3 minute read

Imagine that

Lucy Ribchester discovers an Adelaide Fringe programme brimming with innovative children’s shows, from stories inspired by jars of scent to a barking mad take on ballroom dancing

Think children’s parties and what springs to mind may be a mixture of chaos, noise, and food used as missiles. Storyteller Helen Lawry, however, has a different idea, and in her show, Party For Two, she aims to celebrate ‘quiet people who like small parties’. The show is set to take place in Adelaide’s lush Botanic Garden and is an acknowledgement that not all children love noise, mess and social-sensory overload. Instead, it promises to subtly encourage play in the natural world, by telling the tale of a storyteller preparing (with lemonade and mud cakes) for a small, chilled gathering.

For kids who do like to make noise, however, Elias Faingersh’s A Journey To The Land Of Sounds is a celebration of all things aural. With the aid of his trombone, live loop machines, animation and a lot of collective imagination, composer-performer Faingersh invites you to board an imaginary train that can travel underwater, through space, and back in time. Audiences are asked to come prepared to join in with the clicking, rustling and thumping, exploring all the ways the body can be tuned to make sound.

At the sound spectrum’s opposite end, Stephen Noonan’s The Boy And The Ball demonstrates that some stories need no words at all. Touring specifically around schools during the Fringe, this non-verbal tale is about struggling to fit in when you’re shy, and aims to explore the turbulent ‘rite of passage’ that all small children have to go through as they begin to enter social spaces and navigate friendships. It’s already been garnering glowing reviews for its simplicity and elegance.

Also touring schools, Patch Theatre and Stephen Sheehan have created a play based around the innovative concept of scent as story. In Spark, Sheehan arrives in a classroom with a suitcase full of jars, containing mysterious smells from birthdays long past. Each scent provides the stimulus to a variety of different story paths, introducing children to the idea that scent can trigger both memories and emotions.
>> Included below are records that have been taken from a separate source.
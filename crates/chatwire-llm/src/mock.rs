use std::collections::VecDeque;
use std::sync::atomic::{AtomicUsize, Ordering};
use std::time::Duration;

use async_trait::async_trait;
use futures::stream::{self, StreamExt};
use parking_lot::Mutex;

use chatwire_core::errors::GatewayError;
use chatwire_core::provider::{ChatProvider, ChatRequest, ChunkStream};
use chatwire_core::stream::ChunkPayload;

/// Pre-programmed responses for deterministic testing without a gateway.
pub enum MockResponse {
    /// Yield these chunks, then end.
    Chunks(Vec<ChunkPayload>),
    /// Yield these chunks, then a transport error.
    ChunksThenError(Vec<ChunkPayload>, GatewayError),
    /// Return an error from the stream() call itself, like a non-2xx reply.
    Error(GatewayError),
    /// Wait a duration, then resolve the inner response.
    Delay(Duration, Box<MockResponse>),
    /// Yield these chunks, then stay open forever.
    Hang(Vec<ChunkPayload>),
    /// Sleep before each chunk.
    Paced(Duration, Vec<ChunkPayload>),
}

impl MockResponse {
    /// A plain-text reply split into the given deltas.
    pub fn text(deltas: &[&str]) -> Self {
        Self::Chunks(deltas.iter().map(|d| chunk::content(d)).collect())
    }

    /// A reply that requests one tool call, with arguments split into fragments.
    pub fn tool_call(id: &str, name: &str, argument_fragments: &[&str]) -> Self {
        let mut chunks = vec![chunk::tool_call_delta(0, Some(id), Some(name), "")];
        chunks.extend(
            argument_fragments
                .iter()
                .map(|f| chunk::tool_call_delta(0, None, None, f)),
        );
        Self::Chunks(chunks)
    }

    pub fn delayed(delay: Duration, inner: MockResponse) -> Self {
        Self::Delay(delay, Box::new(inner))
    }
}

/// Provider that replays responses in order and records every request.
pub struct MockProvider {
    responses: Mutex<VecDeque<MockResponse>>,
    requests: Mutex<Vec<ChatRequest>>,
    call_count: AtomicUsize,
}

impl MockProvider {
    pub fn new(responses: Vec<MockResponse>) -> Self {
        Self {
            responses: Mutex::new(responses.into()),
            requests: Mutex::new(Vec::new()),
            call_count: AtomicUsize::new(0),
        }
    }

    pub fn call_count(&self) -> usize {
        self.call_count.load(Ordering::Relaxed)
    }

    /// Every request received so far, in order.
    pub fn requests(&self) -> Vec<ChatRequest> {
        self.requests.lock().clone()
    }
}

#[async_trait]
impl ChatProvider for MockProvider {
    fn name(&self) -> &str {
        "mock"
    }

    async fn stream(&self, request: &ChatRequest) -> Result<ChunkStream, GatewayError> {
        let idx = self.call_count.fetch_add(1, Ordering::Relaxed);
        self.requests.lock().push(request.clone());

        let Some(response) = self.responses.lock().pop_front() else {
            return Err(GatewayError::InvalidRequest(format!(
                "MockProvider: no response configured for call {idx}"
            )));
        };

        resolve_response(response).await
    }
}

/// Resolve a MockResponse, sleeping through any Delay wrappers first.
async fn resolve_response(response: MockResponse) -> Result<ChunkStream, GatewayError> {
    let mut current = response;
    loop {
        match current {
            MockResponse::Chunks(chunks) => {
                return Ok(Box::pin(stream::iter(chunks.into_iter().map(Ok))));
            }
            MockResponse::ChunksThenError(chunks, error) => {
                let items = chunks.into_iter().map(Ok).chain(std::iter::once(Err(error)));
                return Ok(Box::pin(stream::iter(items)));
            }
            MockResponse::Error(e) => return Err(e),
            MockResponse::Delay(duration, inner) => {
                tokio::time::sleep(duration).await;
                current = *inner;
            }
            MockResponse::Hang(chunks) => {
                let s = stream::iter(chunks.into_iter().map(Ok)).chain(stream::pending());
                return Ok(Box::pin(s));
            }
            MockResponse::Paced(interval, chunks) => {
                let s = stream::iter(chunks).then(move |c| async move {
                    tokio::time::sleep(interval).await;
                    Ok(c)
                });
                return Ok(Box::pin(s));
            }
        }
    }
}

/// Builders for single chunk payloads.
pub mod chunk {
    use chatwire_core::stream::{
        ChunkChoice, ChunkPayload, Delta, FunctionDelta, ImageDelta, ImageUrl, ToolCallDelta,
        UsagePayload,
    };

    fn with_delta(delta: Delta) -> ChunkPayload {
        ChunkPayload {
            choices: vec![ChunkChoice {
                index: 0,
                delta,
                finish_reason: None,
            }],
            ..Default::default()
        }
    }

    pub fn content(text: &str) -> ChunkPayload {
        with_delta(Delta {
            content: Some(text.to_string()),
            ..Default::default()
        })
    }

    pub fn reasoning(text: &str) -> ChunkPayload {
        with_delta(Delta {
            reasoning_content: Some(text.to_string()),
            ..Default::default()
        })
    }

    pub fn tool_call_delta(
        index: usize,
        id: Option<&str>,
        name: Option<&str>,
        arguments: &str,
    ) -> ChunkPayload {
        with_delta(Delta {
            tool_calls: vec![ToolCallDelta {
                index,
                id: id.map(String::from),
                function: Some(FunctionDelta {
                    name: name.map(String::from),
                    arguments: Some(arguments.to_string()),
                }),
            }],
            ..Default::default()
        })
    }

    pub fn image(index: usize, url: &str) -> ChunkPayload {
        with_delta(Delta {
            images: vec![ImageDelta::Object {
                index: Some(index),
                image_url: ImageUrl { url: url.to_string() },
            }],
            ..Default::default()
        })
    }

    pub fn usage(prompt_tokens: u64, completion_tokens: u64) -> ChunkPayload {
        ChunkPayload {
            usage: Some(UsagePayload {
                prompt_tokens: Some(prompt_tokens),
                completion_tokens: Some(completion_tokens),
                ..Default::default()
            }),
            ..Default::default()
        }
    }
}
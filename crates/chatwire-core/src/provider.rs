use std::pin::Pin;

use async_trait::async_trait;
use futures::Stream;

use crate::errors::GatewayError;
use crate::messages::HistoryEntry;
use crate::stream::ChunkPayload;
use crate::tools::ToolDefinition;

/// Decoded chunk payloads of one streamed response. An `Err` item is a
/// transport failure; decode failures never reach the consumer.
pub type ChunkStream = Pin<Box<dyn Stream<Item = Result<ChunkPayload, GatewayError>> + Send>>;

/// One chat-completions request. Always streamed.
#[derive(Clone, Debug)]
pub struct ChatRequest {
    pub model: String,
    pub messages: Vec<HistoryEntry>,
    pub tools: Vec<ToolDefinition>,
}

/// A chat-completions endpoint that answers with an event stream.
#[async_trait]
pub trait ChatProvider: Send + Sync {
    fn name(&self) -> &str;

    /// Issue the request. A non-2xx response is returned as `Err` with the
    /// most specific message available.
    async fn stream(&self, request: &ChatRequest) -> Result<ChunkStream, GatewayError>;
}
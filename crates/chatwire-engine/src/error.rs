use crate::registry::RegistryError;

#[derive(Debug, thiserror::Error)]
pub enum EngineError {
    #[error("registry error: {0}")]
    Registry(#[from] RegistryError),

    #[error("message not found: {0}")]
    UnknownMessage(String),

    #[error("message {0} is not an assistant reply to a user message")]
    NotRegenerable(String),
}
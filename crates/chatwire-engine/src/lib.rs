pub mod accumulator;
pub mod error;
pub mod executor;
pub mod history;
pub mod images;
pub mod registry;
pub mod runner;
pub mod scheduler;
pub mod session;

pub use accumulator::StreamState;
pub use error::EngineError;
pub use executor::{ToolExecution, ToolExecutor};
pub use registry::{RegistryError, ToolFilter, ToolRegistry};
pub use runner::{RunnerConfig, TurnOutcome, TurnParams, TurnReport, TurnRunner};
pub use scheduler::UpdateScheduler;
pub use session::SessionController;
use std::collections::{BTreeMap, HashSet};
use std::sync::{Arc, LazyLock};

use regex::Regex;
use serde_json::Value;

use chatwire_core::tools::{Tool, ToolDefinition};

static TOOL_NAME: LazyLock<Regex> =
    LazyLock::new(|| Regex::new(r"^[A-Za-z0-9_-]{1,64}$").unwrap());

#[derive(Debug, thiserror::Error)]
pub enum RegistryError {
    #[error("invalid tool name {0:?}: expected 1-64 of [A-Za-z0-9_-]")]
    InvalidName(String),

    #[error("tool already registered: {0}")]
    Duplicate(String),

    #[error("invalid parameter schema for {name}: {reason}")]
    InvalidSchema { name: String, reason: String },
}

/// Which registered tools a turn may offer to the model.
#[derive(Clone, Debug, Default)]
pub enum ToolFilter {
    #[default]
    All,
    /// All tools minus these.
    Except(HashSet<String>),
    /// Only these tools.
    Only(HashSet<String>),
}

impl ToolFilter {
    pub fn allows(&self, name: &str) -> bool {
        match self {
            Self::All => true,
            Self::Except(excluded) => !excluded.contains(name),
            Self::Only(included) => included.contains(name),
        }
    }
}

/// Registry of available tools, validated at registration.
#[derive(Default)]
pub struct ToolRegistry {
    tools: BTreeMap<String, Arc<dyn Tool>>,
}

impl ToolRegistry {
    pub fn new() -> Self {
        Self::default()
    }

    /// Register a tool. The name must be a valid function name and unique,
    /// and the parameter schema must describe an object.
    pub fn register(&mut self, tool: Arc<dyn Tool>) -> Result<(), RegistryError> {
        let name = tool.name().to_string();
        validate_name(&name)?;
        if self.tools.contains_key(&name) {
            return Err(RegistryError::Duplicate(name));
        }
        validate_schema(&name, &tool.parameters_schema())?;
        self.tools.insert(name, tool);
        Ok(())
    }

    pub fn unregister(&mut self, name: &str) -> bool {
        self.tools.remove(name).is_some()
    }

    pub fn get(&self, name: &str) -> Option<Arc<dyn Tool>> {
        self.tools.get(name).map(Arc::clone)
    }

    pub fn contains(&self, name: &str) -> bool {
        self.tools.contains_key(name)
    }

    /// All tool names, sorted.
    pub fn names(&self) -> Vec<String> {
        self.tools.keys().cloned().collect()
    }

    /// Definitions for the enabled subset, in name order.
    pub fn definitions(&self, filter: &ToolFilter) -> Vec<ToolDefinition> {
        self.tools
            .iter()
            .filter(|(name, _)| filter.allows(name))
            .map(|(_, tool)| tool.to_definition())
            .collect()
    }

    pub fn count(&self) -> usize {
        self.tools.len()
    }

    pub fn is_empty(&self) -> bool {
        self.tools.is_empty()
    }
}

fn validate_name(name: &str) -> Result<(), RegistryError> {
    if TOOL_NAME.is_match(name) {
        Ok(())
    } else {
        Err(RegistryError::InvalidName(name.to_string()))
    }
}

fn validate_schema(name: &str, schema: &Value) -> Result<(), RegistryError> {
    let invalid = |reason: &str| RegistryError::InvalidSchema {
        name: name.to_string(),
        reason: reason.to_string(),
    };
    let obj = schema.as_object().ok_or_else(|| invalid("schema must be a JSON object"))?;
    if obj.get("type").and_then(Value::as_str) != Some("object") {
        return Err(invalid("top-level \"type\" must be \"object\""));
    }
    if let Some(props) = obj.get("properties") {
        if !props.is_object() {
            return Err(invalid("\"properties\" must be an object"));
        }
    }
    Ok(())
}
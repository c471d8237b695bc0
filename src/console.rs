//! Message store that echoes the streaming reply to a terminal.

use std::collections::HashMap;
use std::io::Write;

use parking_lot::Mutex;

use chatwire_core::ids::{ConversationId, MessageId, ToolCallId};
use chatwire_core::messages::{strip_reasoning, ChatMessage, Part, ToolState};
use chatwire_core::store::{InMemoryStore, MessageStore, MessageUpdate};

#[derive(Default)]
struct Progress {
    /// Bytes of answer text already written.
    printed: usize,
    /// Tool calls already announced.
    announced: Vec<ToolCallId>,
}

/// Wraps [`InMemoryStore`] and writes each new slice of answer text to `out`
/// as updates arrive. Reasoning is not echoed.
pub struct ConsoleStore<W> {
    inner: InMemoryStore,
    out: Mutex<W>,
    progress: Mutex<HashMap<MessageId, Progress>>,
}

impl<W: Write + Send> ConsoleStore<W> {
    pub fn new(out: W) -> Self {
        Self {
            inner: InMemoryStore::new(),
            out: Mutex::new(out),
            progress: Mutex::new(HashMap::new()),
        }
    }

    fn echo(&self, id: &MessageId, update: &MessageUpdate) {
        let answer = strip_reasoning(&update.content);
        let mut progress = self.progress.lock();
        let entry = progress.entry(id.clone()).or_default();
        let mut out = self.out.lock();

        if let Some(parts) = &update.parts {
            for part in parts {
                let Part::ToolInvocation(tool) = part else {
                    continue;
                };
                if tool.state == ToolState::InputAvailable
                    || entry.announced.contains(&tool.tool_call_id)
                {
                    continue;
                }
                let status = if tool.state == ToolState::OutputError { "failed" } else { "done" };
                let _ = writeln!(out, "\n[tool {} {status}]", tool.tool_name);
                entry.announced.push(tool.tool_call_id.clone());
            }
        }

        // Answer text only grows within a turn; anything else is a rewrite
        // we cannot express on a terminal, so just resync.
        if answer.len() > entry.printed && answer.is_char_boundary(entry.printed) {
            let _ = out.write_all(answer[entry.printed..].as_bytes());
        }
        entry.printed = answer.len();
        if !update.streaming {
            let _ = writeln!(out);
        }
        let _ = out.flush();
    }

    #[cfg(test)]
    fn into_inner(self) -> W {
        self.out.into_inner()
    }
}

impl<W: Write + Send> MessageStore for ConsoleStore<W> {
    fn append(&self, message: ChatMessage) {
        self.inner.append(message);
    }

    fn update(&self, id: &MessageId, update: MessageUpdate) -> bool {
        self.echo(id, &update);
        self.inner.update(id, update)
    }

    fn get(&self, id: &MessageId) -> Option<ChatMessage> {
        self.inner.get(id)
    }

    fn messages(&self) -> Vec<ChatMessage> {
        self.inner.messages()
    }

    fn set_messages(&self, messages: Vec<ChatMessage>) {
        self.inner.set_messages(messages);
    }

    fn active_conversation(&self) -> Option<ConversationId> {
        self.inner.active_conversation()
    }

    fn set_active_conversation(&self, id: Option<ConversationId>) {
        self.inner.set_active_conversation(id);
    }
}

#[cfg(test)]
mod tests {
    use super::*;
    use chatwire_core::messages::{ToolCallBlock, ToolInvocationPart};
    use serde_json::json;

    fn update(content: &str, streaming: bool) -> MessageUpdate {
        MessageUpdate {
            content: content.to_string(),
            streaming,
            ..Default::default()
        }
    }

    #[test]
    fn prints_only_new_text() {
        let store = ConsoleStore::new(Vec::new());
        let msg = ChatMessage::assistant_placeholder();
        let id = msg.id.clone();
        store.append(msg);

        assert!(store.update(&id, update("Hel", true)));
        assert!(store.update(&id, update("Hello", true)));
        assert!(store.update(&id, update("Hello world", false)));

        assert_eq!(store.get(&id).unwrap().content, "Hello world");
        let printed = String::from_utf8(store.into_inner()).unwrap();
        assert_eq!(printed, "Hello world\n");
    }

    #[test]
    fn reasoning_is_not_echoed() {
        let store = ConsoleStore::new(Vec::new());
        let msg = ChatMessage::assistant_placeholder();
        let id = msg.id.clone();
        store.append(msg);

        store.update(&id, update("<think>\nplanning", true));
        store.update(&id, update("<think>\nplanning\n</think>\n\nAnswer", false));

        let printed = String::from_utf8(store.into_inner()).unwrap();
        assert_eq!(printed, "Answer\n");
    }

    #[test]
    fn finished_tools_are_announced_once() {
        let store = ConsoleStore::new(Vec::new());
        let msg = ChatMessage::assistant_placeholder();
        let id = msg.id.clone();
        store.append(msg);

        let call = ToolCallBlock {
            id: ToolCallId::from_raw("call_1"),
            name: "current_time".into(),
            arguments: "{}".into(),
        };
        let pending = ToolInvocationPart::pending(&call);
        let mut done = pending.clone();
        done.state = ToolState::OutputAvailable;
        done.output = Some(json!({"unix": 1}));

        let with_parts = |part: ToolInvocationPart| MessageUpdate {
            streaming: true,
            parts: Some(vec![Part::ToolInvocation(part)]),
            ..Default::default()
        };
        store.update(&id, with_parts(pending));
        store.update(&id, with_parts(done.clone()));
        store.update(&id, with_parts(done));

        let printed = String::from_utf8(store.into_inner()).unwrap();
        assert_eq!(printed.matches("[tool current_time done]").count(), 1);
    }
}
Did film legend Baz Luhrmann ever imagine that his debut film, Strictly Ballroom, would become such a cultural touchstone, fuelled by the Dancing With The Stars and Strictly Come Dancing TV shows that have spread all over the world? Comedy practitioners Jon and Ollie, along with The Garage International, have now created their own canine-flavoured homage to the franchise in Strictly Barking, a sequinned, high-energy slapstick and dance extravaganza about a lonely old man and a homeless dog who become friends before taking to the stage for ‘fab-u-lous’ ballroom dancing. The duo arrives at the Fringe with a bunch of audience awards and glowing testimonies for their previous work; and let’s admit it, permission to enjoy the silliest of kids shows is one of the secret perks of being a parent.

Party For Two, Adelaide Botanic Garden, North Terrace, 18 & 19, 25 & 26 February, 4 March, 10am & noon; A Journey To The Land Of Sounds, Crack, Franklin Street, 11 March, 2pm; The Boy And The Ball, touring schools, 17, 20–23, 27 February–1, 7, 9, 14 March; Spark, touring schools, 6–9 March; Strictly Barking, Migration Museum, Kintore Avenue, 25 & 26 February, 2.30pm, Adelaide Town Hall, King William Street, 4 & 5, 11 & 12, 18 March, 1.55pm.